Roper: Millennials are getting screwed by progressive policies

By Rob Roper

Senate Majority Leader Becca Balint, D-Windham, recently penned an op-ed discussing “The financial predicament of millennials.” She opens by quoting a young friend who is struggling to make student loan payments, find affordable child care and pay the mortgage.

Rob Roper

Rob Roper is the president of the Ethan Allen Institute.

Balint concludes noting, “Vermont’s young families face much bigger financial obstacles than their predecessors. They aren’t whining; they’re telling the truth, and we need to listen.” This is true. But the “much bigger obstacles” are the direct result of policies put in place by Balint and others who share her big-government-control ideology.

Take the first example of struggle: student loans. Who dominates the university system today? progressives. In 1964, the average annual cost — including tuition, fees, and room and board — for a four-year public university was $1,051, and $2,202 for a private university. Those are calculated in (nearly, 2007) current dollars. It was common for students to earn their tuition for the year with a summer job as a waiter or life guard. Today you’d have to have a summer job as a hedge fund manager to pay for your college. Those same averages had by 2007 ballooned to $14,203 and $38,400, respectively, and are certainly much higher today. For example, UVM’s 2017-18 rate for in-state students was $29,792, and $53,408 for out-of-state.

So, what happened? The National Higher Education Act of 1965, part of Lyndon Johnson’s big-government, Great Society agenda. The act, as described by the LBJ Library:

is the major law that governs federal student aid, was intended ‘to strengthen the educational resources of our colleges and universities and to provide financial assistance for students in postsecondary and higher education.’ It increased federal money given to universities, created scholarships, gave low-interest loans to students, and established a National Teacher Corps.
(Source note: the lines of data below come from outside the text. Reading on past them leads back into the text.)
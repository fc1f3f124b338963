//! Append-only, hash-chained audit trail of sandbox decisions.
//!
//! Stored as JSONL at `<state_dir>/audit.jsonl`. Every line carries the
//! SHA-256 of the line before it, so editing or deleting a past entry
//! breaks the chain at the following line.
//!
//! # Format
//!
//! | Field | Description |
//! |-------|-------------|
//! | `ts` | RFC 3339 timestamp |
//! | `prev_entry_sha256` | SHA-256 of the previous JSONL line |
//! | `category` | `execution`, `file_access`, `network_access` or `chain_recovery` |
//! | ... | category-specific payload, flattened |
//!
//! The first entry uses 64 zeros as `prev_entry_sha256`. If the last line
//! on disk is not a valid entry (torn write, manual edit), the next append
//! first writes a `chain_recovery` entry linking to the corrupt line.

use chrono::{DateTime, Utc};
use fs2::FileExt;
use serde::{Deserialize, Serialize};
use sha2::{Digest, Sha256};
use std::fs::{self, File, OpenOptions};
use std::io::{self, Write};
use std::path::{Path, PathBuf};
use std::sync::{Mutex, MutexGuard};
use thiserror::Error;
use tracing::{debug, warn};
use uuid::Uuid;

use super::filesystem::AccessMode;
use crate::sandbox::{EnforcementMode, ExecutionOutcome, ResourceUsage, SyscallProfile};

pub const AUDIT_FILENAME: &str = "audit.jsonl";

/// `prev_entry_sha256` of the first entry in a chain.
pub const GENESIS_HASH: &str = "0000000000000000000000000000000000000000000000000000000000000000";

#[derive(Debug, Error)]
pub enum AuditError {
    #[error("audit log I/O on {path}: {source}")]
    Io {
        path: PathBuf,
        #[source]
        source: io::Error,
    },

    #[error("failed to serialize audit entry: {0}")]
    Serialize(#[from] serde_json::Error),
}

impl AuditError {
    fn io(path: &Path, source: io::Error) -> Self {
        AuditError::Io {
            path: path.to_path_buf(),
            source,
        }
    }
}

pub type AuditResult<T> = std::result::Result<T, AuditError>;

/// One line of the audit log.
#[derive(Debug, Clone, PartialEq, Serialize, Deserialize)]
pub struct AuditEntry {
    pub ts: DateTime<Utc>,
    pub prev_entry_sha256: String,
    #[serde(flatten)]
    pub record: AuditRecord,
}

#[derive(Debug, Clone, PartialEq, Serialize, Deserialize)]
#[serde(tag = "category", rename_all = "snake_case")]
pub enum AuditRecord {
    Execution(ExecutionRecord),
    FileAccess(FileAccessRecord),
    NetworkAccess(NetworkAccessRecord),
    /// Previous line was unreadable; a new chain segment starts here.
    ChainRecovery { detail: String },
}

impl AuditRecord {
    pub fn category(&self) -> &'static str {
        match self {
            AuditRecord::Execution(_) => "execution",
            AuditRecord::FileAccess(_) => "file_access",
            AuditRecord::NetworkAccess(_) => "network_access",
            AuditRecord::ChainRecovery { .. } => "chain_recovery",
        }
    }
}

#[derive(Debug, Clone, PartialEq, Serialize, Deserialize)]
pub struct ExecutionRecord {
    pub execution_id: Uuid,
    pub command: Vec<String>,
    pub workspace: PathBuf,
    /// `false` marks a pass-through run with the sandbox switched off.
    pub sandboxed: bool,
    pub mode: EnforcementMode,
    #[serde(default, skip_serializing_if = "Option::is_none")]
    pub profile: Option<SyscallProfile>,
    pub outcome: ExecutionOutcome,
    pub exit_code: i32,
    pub killed: bool,
    pub timed_out: bool,
    #[serde(default, skip_serializing_if = "Option::is_none")]
    pub signal: Option<i32>,
    pub duration_ms: u64,
    #[serde(default, skip_serializing_if = "Option::is_none")]
    pub resource_usage: Option<ResourceUsage>,
    #[serde(default, skip_serializing_if = "Vec::is_empty")]
    pub policy_violations: Vec<String>,
}

#[derive(Debug, Clone, PartialEq, Serialize, Deserialize)]
pub struct FileAccessRecord {
    pub path: PathBuf,
    pub operation: AccessMode,
    pub allowed: bool,
    #[serde(default, skip_serializing_if = "Option::is_none")]
    pub reason: Option<String>,
}

#[derive(Debug, Clone, PartialEq, Serialize, Deserialize)]
pub struct NetworkAccessRecord {
    pub host: String,
    #[serde(default, skip_serializing_if = "Option::is_none")]
    pub port: Option<u16>,
    pub protocol: String,
    pub allowed: bool,
    #[serde(default, skip_serializing_if = "Option::is_none")]
    pub reason: Option<String>,
}

#[derive(Debug, Clone, Default, PartialEq, Eq, Serialize)]
pub struct AuditStatistics {
    pub total_entries: usize,
    pub corrupted_lines: usize,
    pub executions: usize,
    pub unsandboxed_executions: usize,
    pub failed_executions: usize,
    pub killed_executions: usize,
    pub timed_out_executions: usize,
    pub file_access_allowed: usize,
    pub file_access_denied: usize,
    pub network_access_allowed: usize,
    pub network_access_denied: usize,
    pub chain_recoveries: usize,
}

/// Where the chain currently ends, as last seen by this process.
#[derive(Debug, Default)]
struct ChainState {
    last_hash: Option<String>,
    known_len: u64,
}

/// Durable audit sink. Share one instance per process behind an `Arc`.
///
/// Appends are serialized by an in-process mutex and an exclusive advisory
/// lock on the file, so several processes may share one log.
#[derive(Debug)]
pub struct AuditLogger {
    path: PathBuf,
    chain: Mutex<ChainState>,
}

impl AuditLogger {
    /// Open (creating parent directories) the log at `path`.
    pub fn open(path: impl Into<PathBuf>) -> AuditResult<Self> {
        let path = path.into();
        if let Some(parent) = path.parent().filter(|p| !p.as_os_str().is_empty()) {
            fs::create_dir_all(parent).map_err(|e| AuditError::io(parent, e))?;
        }
        OpenOptions::new()
            .create(true)
            .append(true)
            .open(&path)
            .map_err(|e| AuditError::io(&path, e))?;
        debug!(path = %path.display(), "audit log opened");
        Ok(Self {
            path,
            chain: Mutex::new(ChainState::default()),
        })
    }

    /// Open `<state_dir>/audit.jsonl`.
    pub fn in_state_dir(state_dir: &Path) -> AuditResult<Self> {
        Self::open(audit_file_path(state_dir))
    }

    pub fn path(&self) -> &Path {
        &self.path
    }

    fn lock_chain(&self) -> MutexGuard<'_, ChainState> {
        self.chain.lock().unwrap_or_else(|poisoned| poisoned.into_inner())
    }

    pub fn log_sandbox_execution(&self, record: ExecutionRecord) -> AuditResult<AuditEntry> {
        self.append(AuditRecord::Execution(record))
    }

    pub fn log_file_access(
        &self,
        path: &Path,
        operation: AccessMode,
        allowed: bool,
        reason: Option<&str>,
    ) -> AuditResult<AuditEntry> {
        self.append(AuditRecord::FileAccess(FileAccessRecord {
            path: path.to_path_buf(),
            operation,
            allowed,
            reason: reason.map(str::to_string),
        }))
    }

    pub fn log_network_access(
        &self,
        host: &str,
        port: Option<u16>,
        protocol: &str,
        allowed: bool,
        reason: Option<&str>,
    ) -> AuditResult<AuditEntry> {
        self.append(AuditRecord::NetworkAccess(NetworkAccessRecord {
            host: host.to_string(),
            port,
            protocol: protocol.to_string(),
            allowed,
            reason: reason.map(str::to_string),
        }))
    }

    /// Append one record, linking it to the current end of the chain.
    pub fn append(&self, record: AuditRecord) -> AuditResult<AuditEntry> {
        let mut chain = self.lock_chain();

        let file = OpenOptions::new()
            .create(true)
            .append(true)
            .open(&self.path)
            .map_err(|e| AuditError::io(&self.path, e))?;
        let mut locked = LockedFile::exclusive(file).map_err(|e| AuditError::io(&self.path, e))?;

        self.append_locked(&mut chain, &mut locked.file, record)
    }

    fn append_locked(
        &self,
        chain: &mut ChainState,
        file: &mut File,
        record: AuditRecord,
    ) -> AuditResult<AuditEntry> {
        let len = file
            .metadata()
            .map_err(|e| AuditError::io(&self.path, e))?
            .len();

        // Another process (or a truncation) moved the end of the file.
        let prev_hash = match chain.last_hash.take() {
            Some(hash) if len == chain.known_len => hash,
            _ => self.resync(file)?,
        };

        let entry = AuditEntry {
            ts: Utc::now(),
            prev_entry_sha256: prev_hash,
            record,
        };
        let line = serde_json::to_string(&entry)?;
        write_line(file, &line).map_err(|e| AuditError::io(&self.path, e))?;

        chain.last_hash = Some(sha256_hex(line.as_bytes()));
        chain.known_len = file
            .metadata()
            .map_err(|e| AuditError::io(&self.path, e))?
            .len();
        Ok(entry)
    }

    /// Recompute the chain tip from disk, repairing a corrupt last line.
    fn resync(&self, file: &mut File) -> AuditResult<String> {
        let content = fs::read_to_string(&self.path).map_err(|e| AuditError::io(&self.path, e))?;
        let Some(last_line) = content.lines().rev().find(|l| !l.is_empty()) else {
            return Ok(GENESIS_HASH.to_string());
        };

        if serde_json::from_str::<AuditEntry>(last_line).is_ok() {
            return Ok(sha256_hex(last_line.as_bytes()));
        }

        warn!(
            path = %self.path.display(),
            bytes = last_line.len(),
            "audit log ends in a corrupted entry; starting a new chain segment"
        );
        let recovery = AuditEntry {
            ts: Utc::now(),
            prev_entry_sha256: sha256_hex(last_line.as_bytes()),
            record: AuditRecord::ChainRecovery {
                detail: format!(
                    "previous entry corrupted ({} bytes), new chain segment",
                    last_line.len()
                ),
            },
        };
        let json = serde_json::to_string(&recovery)?;
        // A torn write may have left the file without a trailing newline.
        if !content.ends_with('\n') {
            file.write_all(b"\n").map_err(|e| AuditError::io(&self.path, e))?;
        }
        write_line(file, &json).map_err(|e| AuditError::io(&self.path, e))?;
        Ok(sha256_hex(json.as_bytes()))
    }

    fn snapshot(&self) -> AuditResult<String> {
        // Holding the chain mutex and a shared file lock means no append from
        // any process is half-written while we read.
        let _chain = self.lock_chain();
        let file = File::open(&self.path).map_err(|e| AuditError::io(&self.path, e))?;
        let _locked = LockedFile::shared(file).map_err(|e| AuditError::io(&self.path, e))?;
        fs::read_to_string(&self.path).map_err(|e| AuditError::io(&self.path, e))
    }

    /// All readable entries, oldest first. Corrupted lines are skipped.
    pub fn read_all_entries(&self) -> AuditResult<Vec<AuditEntry>> {
        let content = self.snapshot()?;
        Ok(parse_entries(&content).0)
    }

    /// The `limit` most recent entries, in chronological order (oldest of
    /// the selection first, newest last).
    pub fn read_recent_entries(&self, limit: usize) -> AuditResult<Vec<AuditEntry>> {
        let mut entries = self.read_all_entries()?;
        let skip = entries.len().saturating_sub(limit);
        entries.drain(..skip);
        Ok(entries)
    }

    pub fn get_statistics(&self) -> AuditResult<AuditStatistics> {
        let content = self.snapshot()?;
        let (entries, corrupted_lines) = parse_entries(&content);

        let mut stats = AuditStatistics {
            total_entries: entries.len(),
            corrupted_lines,
            ..AuditStatistics::default()
        };
        for entry in &entries {
            match &entry.record {
                AuditRecord::Execution(exec) => {
                    stats.executions += 1;
                    if !exec.sandboxed {
                        stats.unsandboxed_executions += 1;
                    }
                    if exec.exit_code != 0 {
                        stats.failed_executions += 1;
                    }
                    if exec.killed {
                        stats.killed_executions += 1;
                    }
                    if exec.timed_out {
                        stats.timed_out_executions += 1;
                    }
                }
                AuditRecord::FileAccess(access) if access.allowed => stats.file_access_allowed += 1,
                AuditRecord::FileAccess(_) => stats.file_access_denied += 1,
                AuditRecord::NetworkAccess(access) if access.allowed => {
                    stats.network_access_allowed += 1
                }
                AuditRecord::NetworkAccess(_) => stats.network_access_denied += 1,
                AuditRecord::ChainRecovery { .. } => stats.chain_recoveries += 1,
            }
        }
        Ok(stats)
    }

    /// Indices (0-based, over non-empty lines) where the chain is broken.
    ///
    /// A line is broken if it does not parse or if its `prev_entry_sha256`
    /// is not the hash of the line before it. Empty means intact.
    pub fn verify_chain(&self) -> AuditResult<Vec<usize>> {
        let content = self.snapshot()?;
        Ok(verify_lines(&content))
    }
}

/// Advisory `flock` held for the guard's lifetime.
struct LockedFile {
    file: File,
}

impl LockedFile {
    fn exclusive(file: File) -> io::Result<Self> {
        FileExt::lock_exclusive(&file)?;
        Ok(Self { file })
    }

    fn shared(file: File) -> io::Result<Self> {
        FileExt::lock_shared(&file)?;
        Ok(Self { file })
    }
}

impl Drop for LockedFile {
    fn drop(&mut self) {
        let _ = FileExt::unlock(&self.file);
    }
}

fn write_line(file: &mut File, line: &str) -> io::Result<()> {
    let mut buf = Vec::with_capacity(line.len() + 1);
    buf.extend_from_slice(line.as_bytes());
    buf.push(b'\n');
    file.write_all(&buf)?;
    file.sync_data()
}

fn parse_entries(content: &str) -> (Vec<AuditEntry>, usize) {
    let mut entries = Vec::new();
    let mut corrupted = 0;
    for line in content.lines().filter(|l| !l.is_empty()) {
        match serde_json::from_str::<AuditEntry>(line) {
            Ok(entry) => entries.push(entry),
            Err(_) => corrupted += 1,
        }
    }
    (entries, corrupted)
}

fn verify_lines(content: &str) -> Vec<usize> {
    let lines: Vec<&str> = content.lines().filter(|l| !l.is_empty()).collect();
    let mut broken = Vec::new();

    for (i, line) in lines.iter().enumerate() {
        let Ok(entry) = serde_json::from_str::<AuditEntry>(line) else {
            broken.push(i);
            continue;
        };
        let expected = if i == 0 {
            GENESIS_HASH.to_string()
        } else {
            sha256_hex(lines[i - 1].as_bytes())
        };
        if entry.prev_entry_sha256 != expected {
            broken.push(i);
        }
    }
    broken
}

pub fn audit_file_path(state_dir: &Path) -> PathBuf {
    state_dir.join(AUDIT_FILENAME)
}

fn sha256_hex(data: &[u8]) -> String {
    let mut hasher = Sha256::new();
    hasher.update(data);
    hasher
        .finalize()
        .iter()
        .map(|b| format!("{:02x}", b))
        .collect()
}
The original law… has been reauthorized nine times through the years.

Sounds great, doesn’t it? The government (we’re here to help!) stepped in and messed with the free market to ostensibly make higher education more affordable and accessible. In practice, however, these left-wing politicians in collaboration with left-wing academics have since turned higher education from an affordable path to prosperity into an unaffordable debt-ridden path to poverty for too many young people.

Which brings us to the second mentioned area of struggle: affordable child care. Here in Vermont we are witnessing in real time our ideologically left-leaning government create a child care crisis both in terms of accessibility and cost. In 2016, Montpelier passed a number of draconian regulations that were designed to drive private childcare providers out of business. It worked. According to the Vermont Joint Fiscal Office, since 2015 the total number of childcare slots in the state has dropped by 1,693, or over 7 percent. But, as the report states, “the most striking result of this analysis of child care capacity is the significant reduction in home providers and child care slots,” where capacity declined by over 25 percent.
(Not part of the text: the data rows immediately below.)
//! seccomp-bpf backend for the syscall filter.
//!
//! Compilation happens in the parent so the forked child only has to call
//! `prctl` and `seccomp`, neither of which allocates.

use std::collections::BTreeMap;

use nix::libc;
use seccompiler::{BpfProgram, SeccompAction, SeccompFilter, SeccompRule, TargetArch};
use tracing::debug;

use super::config::EnforcementMode;
use super::filter::FilterError;
use super::profile::{ALWAYS_DENIED, PolicySet};

/// Resolve a syscall name to its number on the running architecture.
///
/// Names that exist only on other architectures resolve to `None`.
pub fn syscall_number(name: &str) -> Option<i64> {
    let nr = match name {
        "read" => libc::SYS_read,
        "write" => libc::SYS_write,
        "readv" => libc::SYS_readv,
        "writev" => libc::SYS_writev,
        "pread64" => libc::SYS_pread64,
        "pwrite64" => libc::SYS_pwrite64,
        "lseek" => libc::SYS_lseek,
        "close" => libc::SYS_close,
        "close_range" => libc::SYS_close_range,
        "openat" => libc::SYS_openat,
        "ioctl" => libc::SYS_ioctl,
        "fcntl" => libc::SYS_fcntl,
        "dup" => libc::SYS_dup,
        "dup3" => libc::SYS_dup3,
        "fadvise64" => libc::SYS_fadvise64,
        "fstat" => libc::SYS_fstat,
        "newfstatat" => libc::SYS_newfstatat,
        "statx" => libc::SYS_statx,
        "faccessat" => libc::SYS_faccessat,
        "faccessat2" => libc::SYS_faccessat2,
        "readlinkat" => libc::SYS_readlinkat,
        "getcwd" => libc::SYS_getcwd,
        "brk" => libc::SYS_brk,
        "mmap" => libc::SYS_mmap,
        "munmap" => libc::SYS_munmap,
        "mprotect" => libc::SYS_mprotect,
        "madvise" => libc::SYS_madvise,
        "mremap" => libc::SYS_mremap,
        "rt_sigaction" => libc::SYS_rt_sigaction,
        "rt_sigprocmask" => libc::SYS_rt_sigprocmask,
        "rt_sigreturn" => libc::SYS_rt_sigreturn,
        "sigaltstack" => libc::SYS_sigaltstack,
        "execve" => libc::SYS_execve,
        "exit" => libc::SYS_exit,
        "exit_group" => libc::SYS_exit_group,
        "set_tid_address" => libc::SYS_set_tid_address,
        "set_robust_list" => libc::SYS_set_robust_list,
        "get_robust_list" => libc::SYS_get_robust_list,
        "rseq" => libc::SYS_rseq,
        "futex" => libc::SYS_futex,
        "getrandom" => libc::SYS_getrandom,
        "prlimit64" => libc::SYS_prlimit64,
        "prctl" => libc::SYS_prctl,
        "uname" => libc::SYS_uname,
        "sysinfo" => libc::SYS_sysinfo,
        "getpid" => libc::SYS_getpid,
        "gettid" => libc::SYS_gettid,
        "getppid" => libc::SYS_getppid,
        "getuid" => libc::SYS_getuid,
        "geteuid" => libc::SYS_geteuid,
        "getgid" => libc::SYS_getgid,
        "getegid" => libc::SYS_getegid,
        "clock_gettime" => libc::SYS_clock_gettime,
        "clock_getres" => libc::SYS_clock_getres,
        "gettimeofday" => libc::SYS_gettimeofday,
        "nanosleep" => libc::SYS_nanosleep,
        "clock_nanosleep" => libc::SYS_clock_nanosleep,
        "sched_yield" => libc::SYS_sched_yield,
        "sched_getaffinity" => libc::SYS_sched_getaffinity,
        "clone" => libc::SYS_clone,
        "clone3" => libc::SYS_clone3,
        "execveat" => libc::SYS_execveat,
        "wait4" => libc::SYS_wait4,
        "waitid" => libc::SYS_waitid,
        "kill" => libc::SYS_kill,
        "tkill" => libc::SYS_tkill,
        "tgkill" => libc::SYS_tgkill,
        "getpgid" => libc::SYS_getpgid,
        "setpgid" => libc::SYS_setpgid,
        "getsid" => libc::SYS_getsid,
        "setsid" => libc::SYS_setsid,
        "getrusage" => libc::SYS_getrusage,
        "getrlimit" => libc::SYS_getrlimit,
        "setrlimit" => libc::SYS_setrlimit,
        "getresuid" => libc::SYS_getresuid,
        "getresgid" => libc::SYS_getresgid,
        "getgroups" => libc::SYS_getgroups,
        "umask" => libc::SYS_umask,
        "rt_sigsuspend" => libc::SYS_rt_sigsuspend,
        "rt_sigtimedwait" => libc::SYS_rt_sigtimedwait,
        "rt_sigpending" => libc::SYS_rt_sigpending,
        "rt_sigqueueinfo" => libc::SYS_rt_sigqueueinfo,
        "pipe2" => libc::SYS_pipe2,
        "ppoll" => libc::SYS_ppoll,
        "pselect6" => libc::SYS_pselect6,
        "epoll_create1" => libc::SYS_epoll_create1,
        "epoll_ctl" => libc::SYS_epoll_ctl,
        "epoll_pwait" => libc::SYS_epoll_pwait,
        "eventfd2" => libc::SYS_eventfd2,
        "getdents64" => libc::SYS_getdents64,
        "chdir" => libc::SYS_chdir,
        "fchdir" => libc::SYS_fchdir,
        "mkdirat" => libc::SYS_mkdirat,
        "unlinkat" => libc::SYS_unlinkat,
        "renameat" => libc::SYS_renameat,
        "renameat2" => libc::SYS_renameat2,
        "linkat" => libc::SYS_linkat,
        "symlinkat" => libc::SYS_symlinkat,
        "fchmod" => libc::SYS_fchmod,
        "fchmodat" => libc::SYS_fchmodat,
        "truncate" => libc::SYS_truncate,
        "ftruncate" => libc::SYS_ftruncate,
        "fsync" => libc::SYS_fsync,
        "fdatasync" => libc::SYS_fdatasync,
        "utimensat" => libc::SYS_utimensat,
        "statfs" => libc::SYS_statfs,
        "fstatfs" => libc::SYS_fstatfs,
        "flock" => libc::SYS_flock,
        "copy_file_range" => libc::SYS_copy_file_range,
        "sendfile" => libc::SYS_sendfile,
        "splice" => libc::SYS_splice,
        "tee" => libc::SYS_tee,
        "memfd_create" => libc::SYS_memfd_create,
        "timer_create" => libc::SYS_timer_create,
        "timer_settime" => libc::SYS_timer_settime,
        "timer_gettime" => libc::SYS_timer_gettime,
        "timer_getoverrun" => libc::SYS_timer_getoverrun,
        "timer_delete" => libc::SYS_timer_delete,
        "sched_getscheduler" => libc::SYS_sched_getscheduler,
        "sched_setscheduler" => libc::SYS_sched_setscheduler,
        "sched_getparam" => libc::SYS_sched_getparam,
        "sched_setparam" => libc::SYS_sched_setparam,
        "sched_get_priority_max" => libc::SYS_sched_get_priority_max,
        "sched_get_priority_min" => libc::SYS_sched_get_priority_min,
        "sched_setaffinity" => libc::SYS_sched_setaffinity,
        "getpriority" => libc::SYS_getpriority,
        "setpriority" => libc::SYS_setpriority,
        "membarrier" => libc::SYS_membarrier,
        "mlock" => libc::SYS_mlock,
        "munlock" => libc::SYS_munlock,
        "mlockall" => libc::SYS_mlockall,
        "munlockall" => libc::SYS_munlockall,
        "mincore" => libc::SYS_mincore,
        "msync" => libc::SYS_msync,
        "fchown" => libc::SYS_fchown,
        "fchownat" => libc::SYS_fchownat,
        "fallocate" => libc::SYS_fallocate,
        "getxattr" => libc::SYS_getxattr,
        "lgetxattr" => libc::SYS_lgetxattr,
        "fgetxattr" => libc::SYS_fgetxattr,
        "listxattr" => libc::SYS_listxattr,
        "setxattr" => libc::SYS_setxattr,
        "fsetxattr" => libc::SYS_fsetxattr,
        "removexattr" => libc::SYS_removexattr,
        "capget" => libc::SYS_capget,
        "inotify_init1" => libc::SYS_inotify_init1,
        "inotify_add_watch" => libc::SYS_inotify_add_watch,
        "inotify_rm_watch" => libc::SYS_inotify_rm_watch,
        "signalfd4" => libc::SYS_signalfd4,
        "timerfd_create" => libc::SYS_timerfd_create,
        "timerfd_settime" => libc::SYS_timerfd_settime,
        "timerfd_gettime" => libc::SYS_timerfd_gettime,
        "pidfd_open" => libc::SYS_pidfd_open,
        "pidfd_send_signal" => libc::SYS_pidfd_send_signal,
        "shmget" => libc::SYS_shmget,
        "shmat" => libc::SYS_shmat,
        "shmdt" => libc::SYS_shmdt,
        "shmctl" => libc::SYS_shmctl,
        "semget" => libc::SYS_semget,
        "semop" => libc::SYS_semop,
        "semctl" => libc::SYS_semctl,
        "msgget" => libc::SYS_msgget,
        "msgsnd" => libc::SYS_msgsnd,
        "msgrcv" => libc::SYS_msgrcv,
        "msgctl" => libc::SYS_msgctl,
        "io_setup" => libc::SYS_io_setup,
        "io_destroy" => libc::SYS_io_destroy,
        "io_submit" => libc::SYS_io_submit,
        "io_getevents" => libc::SYS_io_getevents,
        "io_cancel" => libc::SYS_io_cancel,
        "vmsplice" => libc::SYS_vmsplice,
        "socketpair" => libc::SYS_socketpair,
        "getsockopt" => libc::SYS_getsockopt,
        "setsockopt" => libc::SYS_setsockopt,
        "getsockname" => libc::SYS_getsockname,
        "getpeername" => libc::SYS_getpeername,
        "sendto" => libc::SYS_sendto,
        "recvfrom" => libc::SYS_recvfrom,
        "sendmsg" => libc::SYS_sendmsg,
        "recvmsg" => libc::SYS_recvmsg,
        "shutdown" => libc::SYS_shutdown,
        "socket" => libc::SYS_socket,
        "connect" => libc::SYS_connect,
        "bind" => libc::SYS_bind,
        "listen" => libc::SYS_listen,
        "accept" => libc::SYS_accept,
        "accept4" => libc::SYS_accept4,
        "setuid" => libc::SYS_setuid,
        "setgid" => libc::SYS_setgid,
        "setreuid" => libc::SYS_setreuid,
        "setregid" => libc::SYS_setregid,
        "setresuid" => libc::SYS_setresuid,
        "setresgid" => libc::SYS_setresgid,
        "setfsuid" => libc::SYS_setfsuid,
        "setfsgid" => libc::SYS_setfsgid,
        "setgroups" => libc::SYS_setgroups,
        "capset" => libc::SYS_capset,
        "unshare" => libc::SYS_unshare,
        "setns" => libc::SYS_setns,
        "personality" => libc::SYS_personality,
        "mount" => libc::SYS_mount,
        "umount2" => libc::SYS_umount2,
        "pivot_root" => libc::SYS_pivot_root,
        "chroot" => libc::SYS_chroot,
        "reboot" => libc::SYS_reboot,
        "kexec_load" => libc::SYS_kexec_load,
        "kexec_file_load" => libc::SYS_kexec_file_load,
        "init_module" => libc::SYS_init_module,
        "finit_module" => libc::SYS_finit_module,
        "delete_module" => libc::SYS_delete_module,
        "swapon" => libc::SYS_swapon,
        "swapoff" => libc::SYS_swapoff,
        "acct" => libc::SYS_acct,
        "settimeofday" => libc::SYS_settimeofday,
        "clock_settime" => libc::SYS_clock_settime,
        "sethostname" => libc::SYS_sethostname,
        "setdomainname" => libc::SYS_setdomainname,
        "ptrace" => libc::SYS_ptrace,
        "process_vm_readv" => libc::SYS_process_vm_readv,
        "process_vm_writev" => libc::SYS_process_vm_writev,
        "perf_event_open" => libc::SYS_perf_event_open,
        "bpf" => libc::SYS_bpf,
        "userfaultfd" => libc::SYS_userfaultfd,
        "keyctl" => libc::SYS_keyctl,
        "add_key" => libc::SYS_add_key,
        "request_key" => libc::SYS_request_key,
        // Legacy entry points only present in the x86_64 table.
        #[cfg(target_arch = "x86_64")]
        "open" => libc::SYS_open,
        #[cfg(target_arch = "x86_64")]
        "stat" => libc::SYS_stat,
        #[cfg(target_arch = "x86_64")]
        "lstat" => libc::SYS_lstat,
        #[cfg(target_arch = "x86_64")]
        "access" => libc::SYS_access,
        #[cfg(target_arch = "x86_64")]
        "readlink" => libc::SYS_readlink,
        #[cfg(target_arch = "x86_64")]
        "dup2" => libc::SYS_dup2,
        #[cfg(target_arch = "x86_64")]
        "arch_prctl" => libc::SYS_arch_prctl,
        #[cfg(target_arch = "x86_64")]
        "time" => libc::SYS_time,
        #[cfg(target_arch = "x86_64")]
        "fork" => libc::SYS_fork,
        #[cfg(target_arch = "x86_64")]
        "vfork" => libc::SYS_vfork,
        #[cfg(target_arch = "x86_64")]
        "pipe" => libc::SYS_pipe,
        #[cfg(target_arch = "x86_64")]
        "poll" => libc::SYS_poll,
        #[cfg(target_arch = "x86_64")]
        "select" => libc::SYS_select,
        #[cfg(target_arch = "x86_64")]
        "epoll_create" => libc::SYS_epoll_create,
        #[cfg(target_arch = "x86_64")]
        "epoll_wait" => libc::SYS_epoll_wait,
        #[cfg(target_arch = "x86_64")]
        "getdents" => libc::SYS_getdents,
        #[cfg(target_arch = "x86_64")]
        "mkdir" => libc::SYS_mkdir,
        #[cfg(target_arch = "x86_64")]
        "rmdir" => libc::SYS_rmdir,
        #[cfg(target_arch = "x86_64")]
        "unlink" => libc::SYS_unlink,
        #[cfg(target_arch = "x86_64")]
        "rename" => libc::SYS_rename,
        #[cfg(target_arch = "x86_64")]
        "link" => libc::SYS_link,
        #[cfg(target_arch = "x86_64")]
        "symlink" => libc::SYS_symlink,
        #[cfg(target_arch = "x86_64")]
        "chmod" => libc::SYS_chmod,
        #[cfg(target_arch = "x86_64")]
        "chown" => libc::SYS_chown,
        #[cfg(target_arch = "x86_64")]
        "lchown" => libc::SYS_lchown,
        #[cfg(target_arch = "x86_64")]
        "getpgrp" => libc::SYS_getpgrp,
        #[cfg(target_arch = "x86_64")]
        "iopl" => libc::SYS_iopl,
        #[cfg(target_arch = "x86_64")]
        "ioperm" => libc::SYS_ioperm,
        #[cfg(target_arch = "x86_64")]
        "alarm" => libc::SYS_alarm,
        _ => return None,
    };
    Some(nr as i64)
}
So, thanks to the progressive policies of our government, young families now have fewer childcare options, and those that are still available are more expensive because they have to incorporate and pass on the additional cost of complying with the 2016 regulations. The nefarious objective here is to create a false crisis of access and affordability that will generate a public outcry so that the government can then provide the taxpayer-funded, government-run “solution” of birth to five public schooling. This, by the way, its advocates estimate will have a price tag of about $850,000,000 annually. Add that to our current $1.7 billion K-12 education spending and see what it does to your property tax bill!

Which gets us to the last point of contention: paying the mortgage. Unbearably high housing costs are, indeed, a plague afflicting young people trying to settle in Vermont. But every initiative the majority in Montpelier has recently pursued and is pursuing will increase — not decrease — the cost of housing in Vermont.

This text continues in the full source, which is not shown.